Project Number: 8042-22000-300-00-D
Project Type: In-House Appropriated
Start Date: Feb 27, 2017
End Date: Feb 26, 2022
Objective 1: Identify and characterize nematode proteins and lipids that inhibit the metabolic pathways critical to fundamental processes in plant-parasitic nematodes. Sub-objective 1A: Discover and characterize endogenous nematode agonists or antagonists, including bioactive peptides, which affect metabolism and behavior. Sub-objective 1B: Characterize protease and other enzyme profiles in plant-parasitic nematodes, and determine their roles and modes of action in regulating development and hatching. Sub-objective 1C. Identify lipids and steroids with likely regulatory roles in plant-parasitic nematodes and design methods to disrupt this regulation. Objective 2: Improve the effectiveness of nematode management based on amendments and beneficial organisms, and by identifying and characterizing plant, microbe or nematode products antagonistic to nematodes. Sub-objective 2A: Evaluate cover crops, soil amendments and microbes for suppressing plant-parasitic nematode populations on agricultural crops. Sub-objective 2B: Determine effects of natural products from plants, microbes, and nematodes on plant-parasitic nematodes, and evaluate selected nematode-antagonistic products as potential nematotoxins. Objective 3: Assay and analyze the variability in DNA genetic markers across nematode taxa to ascertain those markers optimal for identifying priority crop parasitic nematodes and for refining their phylogenies. [NP303, C1, PS1] Objective 4: Apply microscopic and DNA genetic marker methods to a diversity of crop parasitic nematode taxa and specimens to identify unknown specimens and to improve diagnostic approaches. [NP303, C1, PS1]
1. Discovering and characterizing internal plant parasitic nematode regulatory molecules, including peptides, proteases, inhibitors, and nematode-unique lipids and steroids, that act as effectors of behavior, development, hatching and metabolism, will provide novel targets for disruption of nematode life processes. Analyzing external signals, including plant chemicals, and their interactions with internal nematode pathways, will expand the number of molecular targets for nematode control. 2. Evaluating cover crops, soil amendments, microbes, and other beneficial agents, and improving strategies for their application, will lead to enhanced plant-parasitic nematode suppression and improved plant yields.

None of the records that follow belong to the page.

use clap::Parser;
use eirene_tracing::LogFormat;

#[derive(Parser, Debug)]
#[command(name = "eirenewatch", version, about = "Watch a config file and supervise the tasks it describes")]
pub struct Cli {
    /// One or more task-file paths. Entries containing `*` are glob-expanded.
    #[arg(default_value = "eirenewatch.toml")]
    pub task_files: Vec<String>,

    /// Enable verbose (debug) logging. Equivalent to `RUST_LOG=debug`.
    #[arg(short, long)]
    pub verbose: bool,

    #[arg(long, value_enum, default_value_t = LogFormat::Full)]
    pub log_format: LogFormat,
}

Assessing the biological effects of selected beneficial organisms, and the analysis of natural products from plant, microbial and nematode origins, will reveal novel nematotoxins and other suppressive agents for plant-parasitic nematode control and agricultural crop protection. 3. Expanding ribosomal and nuclear gene sequences to more nematode species beyond the relatively few in GenBank will produce more informative family trees demonstrating the distribution of plant parasitism for improved pathology prediction. 4. Advanced microscopy techniques and appropriately selected and designed DNA genetic markers will reveal more detailed features and increase consistency of nematode description for improved diagnosis of nematodes that may damage agriculturally important plants.